Il consigliere comunale di minoranza: «La loro una proposta pressoché populista»


«Dopo due anni e mezzo di governo cittadino senza un'idea e iniziativa in grado, non dico di riaprire, nonostante la dichiarazione all’atto della discussione delle linee programmatiche nella quale il primo cittadino si era impegnato ad aprire per il 2019 il complesso termale delle Antiche Terme, ma gettare almeno le basi per riapertura, si continua a parlare del passato». Così Tonino Scala, consigliere comunale di Liberi e Uguali, che risponde al gruppo consiliare di Forza Italia che nell'appoggiare la proposta di assumere gli lavoratori termali come dipendenti comunali, aveva attaccato duramente i governi di sinistra che avevano governato il passato la città di Castellammare di Stabia.
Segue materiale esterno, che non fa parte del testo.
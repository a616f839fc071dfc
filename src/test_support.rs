//! In-memory application harness for router-level tests

use crate::auth::{MemoryUserStore, SessionManager, UserRole};
use crate::config::AuthConfig;
use crate::contact::{Mailer, OutgoingEmail};
use crate::error::ServiceError;
use crate::projects::MemoryProjectStore;
use crate::{create_router, AppState};

use async_trait::async_trait;
use axum::{
    body::{to_bytes, Body},
    http::{header, HeaderMap, Method, Request, StatusCode},
    Router,
};
use serde_json::Value;
use std::sync::{Arc, Mutex};
use tower::ServiceExt;

pub const ADMIN_EMAIL: &str = "admin@example.com";
pub const ADMIN_PASSWORD: &str = "admin123";
pub const USER_EMAIL: &str = "user@example.com";
pub const USER_PASSWORD: &str = "password123";

/// Captures sent mail, or fails every send when `fail` is set
#[derive(Default)]
pub struct RecordingMailer {
    pub sent: Mutex<Vec<OutgoingEmail>>,
    pub fail: bool,
}

#[async_trait]
impl Mailer for RecordingMailer {
    async fn send(&self, email: OutgoingEmail) -> Result<(), ServiceError> {
        if self.fail {
            return Err(ServiceError::Mail("relay refused connection".to_string()));
        }
        if let Ok(mut sent) = self.sent.lock() {
            sent.push(email);
        }
        Ok(())
    }
}

pub struct TestApp {
    pub router: Router,
    pub sessions: Arc<SessionManager>,
    pub users: Arc<MemoryUserStore>,
    pub mailer: Arc<RecordingMailer>,
}

pub struct TestResponse {
    pub status: StatusCode,
    pub headers: HeaderMap,
    pub body: Value,
}

impl TestApp {
    pub async fn new() -> Self {
        Self::with(AuthConfig::for_tests(), RecordingMailer::default()).await
    }

    pub async fn with(config: AuthConfig, mailer: RecordingMailer) -> Self {
        let users = Arc::new(MemoryUserStore::new());
        let sessions = Arc::new(SessionManager::new(users.clone(), config).unwrap());
        let mailer = Arc::new(mailer);

        sessions
            .provision_user(ADMIN_EMAIL, ADMIN_PASSWORD, UserRole::Admin)
            .await
            .unwrap();
        sessions
            .provision_user(USER_EMAIL, USER_PASSWORD, UserRole::User)
            .await
            .unwrap();

        let router = create_router(AppState {
            sessions: sessions.clone(),
            projects: Arc::new(MemoryProjectStore::new()),
            mailer: mailer.clone(),
        });

        Self {
            router,
            sessions,
            users,
            mailer,
        }
    }

    pub async fn request(
        &self,
        method: Method,
        uri: &str,
        token: Option<&str>,
        body: Option<Value>,
    ) -> TestResponse {
        let mut builder = Request::builder().method(method).uri(uri);
        if let Some(token) = token {
            builder = builder.header(header::AUTHORIZATION, format!("Bearer {token}"));
        }
        let body = match body {
            Some(json) => {
                builder = builder.header(header::CONTENT_TYPE, "application/json");
                Body::from(json.to_string())
            }
            None => Body::empty(),
        };

        let response = self
            .router
            .clone()
            .oneshot(builder.body(body).unwrap())
            .await
            .unwrap();

        let status = response.status();
        let headers = response.headers().clone();
        let bytes = to_bytes(response.into_body(), usize::MAX).await.unwrap();
        let body = if bytes.is_empty() {
            Value::Null
        } else {
            serde_json::from_slice(&bytes).unwrap_or(Value::Null)
        };

        TestResponse {
            status,
            headers,
            body,
        }
    }

    /// Log in over HTTP and return the access token
    pub async fn login(&self, email: &str, password: &str) -> String {
        let response = self
            .request(
                Method::POST,
                "/api/auth/login",
                None,
                Some(serde_json::json!({ "email": email, "password": password })),
            )
            .await;
        assert_eq!(response.status, StatusCode::CREATED);
        response.body["access_token"].as_str().unwrap().to_string()
    }

    pub async fn admin_token(&self) -> String {
        self.login(ADMIN_EMAIL, ADMIN_PASSWORD).await
    }

    pub async fn user_token(&self) -> String {
        self.login(USER_EMAIL, USER_PASSWORD).await
    }
}

impl TestResponse {
    pub fn refresh_header(&self) -> Option<String> {
        self.headers
            .get(crate::auth::REFRESH_TOKEN_HEADER)
            .and_then(|v| v.to_str().ok())
            .map(String::from)
    }
}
«Che ci siano state responsabilità sulle gestioni passate questo è innegabile - ammetta Scala - ma guardare al passato privi di una visione, senza mettere in campo un briciolo di azioni per raggiungere un obiettivo futuro, non solo lo reputo puerile, ma s’iscrive, a metà consiliatura, nel solco degli errori già commessi in passato. Lo stesso passato che si critica e che sembra essere diventato il mantra del centrodestra. Perseverare, amici di Forza Italia e del Gruppo Cimmino, oltre al essere deleterio per Castellammare, è sciocco nonché diabolico. Se a questo aggiungiamo una proposta pressoch&e

acute; populista come quella messa in campo, la frittata è fatta. È una sfida? Come ho già ribadito, l’accetto. Assumere i lavoratori? Bene, portate il provvedimento in Aula, non mancherà il mio sostegno. Anzi dirò di più, bisogna assumere mica solo quelli che han vinto l'appello? Tutti i lavoratori, anche quelli che non han fatto alcuna vertenza. La giustizia sociale è cosa seria e deve essere per tutti! La cosa che noto però, è la solerzia nel chiedere un parere ad Avvocatura e Corte dei Conti. Si aspetta forse il diniego, per continuare a perdere tempo. La tecnica è quella di gettare il pallone in tribuna?  Dico questo perché quando proponemmo, per evitare la svendita del patrimonio termale, come hanno fatto in altre realtà del Paese, così come chiesto dal vecchio cda della Sint, un parere alla Corte dei Conti per far acquisire patrimonio e debito al comune, la nostra proposta non fu proprio presa in considerazione. Risultato? La Sint è sull'orlo del fallimento. Son curioso, però, di conoscere cosa dicono ora, quei dirigenti che diedero, queste le parole del sindaco, “parere sfavore” alla nostra proposta, al punto da non porre nemmeno il quesito alla Corte dei conti nonostante ci fosse una giurisprudenza consolidata» conclude Scala.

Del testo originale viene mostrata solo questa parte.